Data –
[Start of Attachment]
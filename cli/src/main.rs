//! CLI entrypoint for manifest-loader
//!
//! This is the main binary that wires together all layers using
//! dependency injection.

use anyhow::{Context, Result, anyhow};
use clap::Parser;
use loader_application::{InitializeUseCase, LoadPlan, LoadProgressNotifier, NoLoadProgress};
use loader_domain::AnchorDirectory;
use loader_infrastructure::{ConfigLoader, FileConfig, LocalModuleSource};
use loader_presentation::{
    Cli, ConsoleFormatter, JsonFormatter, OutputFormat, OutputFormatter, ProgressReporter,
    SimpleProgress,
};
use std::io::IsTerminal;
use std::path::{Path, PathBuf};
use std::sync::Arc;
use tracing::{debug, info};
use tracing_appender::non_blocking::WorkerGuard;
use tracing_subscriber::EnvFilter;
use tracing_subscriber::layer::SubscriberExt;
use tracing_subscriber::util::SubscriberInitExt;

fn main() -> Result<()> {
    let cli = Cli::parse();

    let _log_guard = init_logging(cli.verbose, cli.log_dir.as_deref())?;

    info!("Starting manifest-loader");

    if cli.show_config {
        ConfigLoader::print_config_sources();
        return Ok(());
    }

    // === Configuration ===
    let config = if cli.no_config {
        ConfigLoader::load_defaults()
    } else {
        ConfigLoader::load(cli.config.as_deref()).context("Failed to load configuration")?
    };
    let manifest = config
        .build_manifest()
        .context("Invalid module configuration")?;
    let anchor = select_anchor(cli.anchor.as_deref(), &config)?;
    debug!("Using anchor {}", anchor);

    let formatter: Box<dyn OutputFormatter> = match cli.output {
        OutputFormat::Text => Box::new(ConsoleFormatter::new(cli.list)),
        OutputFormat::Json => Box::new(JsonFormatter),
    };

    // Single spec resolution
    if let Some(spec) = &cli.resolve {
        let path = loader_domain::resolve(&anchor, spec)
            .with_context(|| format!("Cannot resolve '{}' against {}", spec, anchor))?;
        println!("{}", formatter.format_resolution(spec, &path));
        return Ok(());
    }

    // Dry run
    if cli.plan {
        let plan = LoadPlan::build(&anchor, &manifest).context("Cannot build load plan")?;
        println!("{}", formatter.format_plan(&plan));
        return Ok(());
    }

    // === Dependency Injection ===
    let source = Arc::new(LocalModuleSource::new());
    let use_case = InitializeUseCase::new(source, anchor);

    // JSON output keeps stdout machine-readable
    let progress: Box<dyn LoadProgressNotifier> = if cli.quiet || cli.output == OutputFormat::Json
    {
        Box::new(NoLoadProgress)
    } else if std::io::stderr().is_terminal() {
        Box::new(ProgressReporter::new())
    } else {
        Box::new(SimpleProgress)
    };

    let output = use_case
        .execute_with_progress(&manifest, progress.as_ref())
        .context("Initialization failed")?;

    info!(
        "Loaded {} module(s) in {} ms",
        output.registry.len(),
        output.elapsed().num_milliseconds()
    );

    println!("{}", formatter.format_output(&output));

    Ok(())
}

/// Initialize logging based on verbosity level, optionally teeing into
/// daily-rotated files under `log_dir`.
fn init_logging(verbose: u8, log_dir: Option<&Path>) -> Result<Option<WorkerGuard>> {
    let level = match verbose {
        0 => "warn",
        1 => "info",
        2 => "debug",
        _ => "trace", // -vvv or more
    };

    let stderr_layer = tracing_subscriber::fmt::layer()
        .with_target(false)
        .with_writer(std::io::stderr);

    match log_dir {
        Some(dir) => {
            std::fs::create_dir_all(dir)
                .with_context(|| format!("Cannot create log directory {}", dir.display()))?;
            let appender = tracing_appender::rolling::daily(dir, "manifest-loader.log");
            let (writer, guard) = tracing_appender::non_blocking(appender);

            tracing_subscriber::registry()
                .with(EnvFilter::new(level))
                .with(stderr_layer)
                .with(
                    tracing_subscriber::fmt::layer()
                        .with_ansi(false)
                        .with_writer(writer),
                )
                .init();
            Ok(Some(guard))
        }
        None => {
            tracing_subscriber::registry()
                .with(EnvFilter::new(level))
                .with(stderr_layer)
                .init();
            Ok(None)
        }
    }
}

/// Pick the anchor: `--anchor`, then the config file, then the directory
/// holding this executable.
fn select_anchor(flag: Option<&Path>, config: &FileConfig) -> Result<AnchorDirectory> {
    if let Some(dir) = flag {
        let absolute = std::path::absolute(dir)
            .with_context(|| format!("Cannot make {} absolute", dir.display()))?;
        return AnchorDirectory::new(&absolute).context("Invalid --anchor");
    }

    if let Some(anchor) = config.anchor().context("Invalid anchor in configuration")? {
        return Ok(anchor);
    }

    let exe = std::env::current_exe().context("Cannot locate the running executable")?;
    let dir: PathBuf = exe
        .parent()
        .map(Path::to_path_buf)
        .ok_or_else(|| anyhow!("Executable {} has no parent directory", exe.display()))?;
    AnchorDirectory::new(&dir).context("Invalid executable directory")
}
[End of Attachment]
Exercise description –
Find the string "info" in the material above. Then copy each line that has it.

Exercise response –
use tracing::{debug, info};
    info!("Starting manifest-loader");
    info!(
        1 => "info",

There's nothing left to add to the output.